Death of a Superhero

A Family's Story about Courage, Bravery and the Defining Moments of LOVE

Our sweet, lil' baby love lost his battle to AML Leukemia on March 8, 2010. We fought long, hard and very aggressively for 2.5 years, only to have his cancer come back for the fourth time to finally take his life. He was only 3 years old.

This entire blog is about Hunter's amazing journey. It's about his life and his love......his determination and his courage.......his absolutely, brilliant personality, and the affect he's had on people all over the world.

He's left an unimaginable footprint on this earth and has changed the lives of thousands of individuals. People who didn't realize how precious life was, now live it with extreme gratefulness. People who took every minute they get to spend with their children for granted, now savor every last second. And people who weren't quite sure what love is all about, now love deeper, love stronger and love with every ounce of their soul.

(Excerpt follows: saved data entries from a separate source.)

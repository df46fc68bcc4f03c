//! snapvault entry point.

mod app;
mod config;

use std::path::PathBuf;

use clap::{Parser, Subcommand};
use tokio_util::sync::CancellationToken;
use tracing_subscriber::EnvFilter;

/// Chunked, verified uploads of disk images to blob storage.
#[derive(Debug, Parser)]
#[command(name = "snapvault", version, about)]
struct Cli {
    /// Configuration file. Defaults to the per-user config location.
    #[arg(long, global = true, value_name = "FILE")]
    config: Option<PathBuf>,

    #[command(subcommand)]
    command: Command,
}

#[derive(Debug, Subcommand)]
enum Command {
    /// Upload a disk image to one or all configured targets.
    Upload {
        /// Image file to upload.
        image: PathBuf,

        /// Only upload to this target.
        #[arg(long, short)]
        target: Option<String>,
    },
    /// Delete temporary chunk objects left behind by interrupted uploads.
    Prune {
        #[arg(long, short)]
        target: Option<String>,

        /// Only list what would be deleted.
        #[arg(long)]
        dry_run: bool,
    },
    /// List configured targets.
    Targets,
}

fn main() -> anyhow::Result<()> {
    let cli = Cli::parse();

    // Initialize structured logging.
    tracing_subscriber::fmt()
        .with_env_filter(
            EnvFilter::try_from_default_env().unwrap_or_else(|_| EnvFilter::new("info")),
        )
        .with_writer(std::io::stderr)
        .init();

    let config_path = cli.config.unwrap_or_else(config::default_config_path);
    let config = config::Config::load(&config_path)?;
    tracing::debug!(
        path = %config_path.display(),
        targets = config.targets.len(),
        "configuration loaded"
    );

    let rt = tokio::runtime::Runtime::new()?;
    rt.block_on(async {
        match cli.command {
            Command::Upload { image, target } => {
                let cancel = CancellationToken::new();
                let on_signal = cancel.clone();
                tokio::spawn(async move {
                    if tokio::signal::ctrl_c().await.is_ok() {
                        tracing::warn!("interrupt received, cancelling after cleanup");
                        on_signal.cancel();
                    }
                });
                app::upload(&config, &image, target.as_deref(), cancel).await
            }
            Command::Prune { target, dry_run } => {
                app::prune(&config, target.as_deref(), dry_run).await
            }
            Command::Targets => app::targets(&config),
        }
    })
}

#[cfg(test)]
mod tests {
    use super::*;
    use clap::CommandFactory;

    #[test]
    fn cli_definition_is_valid() {
        Cli::command().debug_assert();
    }

    #[test]
    fn parses_upload_with_target() {
        let cli = Cli::try_parse_from([
            "snapvault",
            "--config",
            "/tmp/c.toml",
            "upload",
            "disk.sparseimage",
            "--target",
            "nas",
        ])
        .unwrap();
        assert_eq!(cli.config, Some(PathBuf::from("/tmp/c.toml")));
        match cli.command {
            Command::Upload { image, target } => {
                assert_eq!(image, PathBuf::from("disk.sparseimage"));
                assert_eq!(target.as_deref(), Some("nas"));
            }
            other => panic!("unexpected command {other:?}"),
        }
    }

    #[test]
    fn parses_prune_dry_run() {
        let cli = Cli::try_parse_from(["snapvault", "prune", "--dry-run"]).unwrap();
        assert!(matches!(
            cli.command,
            Command::Prune {
                target: None,
                dry_run: true
            }
        ));
    }

    #[test]
    fn upload_requires_image() {
        assert!(Cli::try_parse_from(["snapvault", "upload"]).is_err());
    }
}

People all around the world have shared their love, their well wishes, their prayers and their inspiration, and we could have NEVER achieved as much as we did without them. We are humbled by their generosity & their true friendships & are forever grateful for every last person that has come into our lives through our experience with Hunter. He was our precious baby love who we loved and cherished with all our hearts and we are forever crushed and terribly, broken-hearted.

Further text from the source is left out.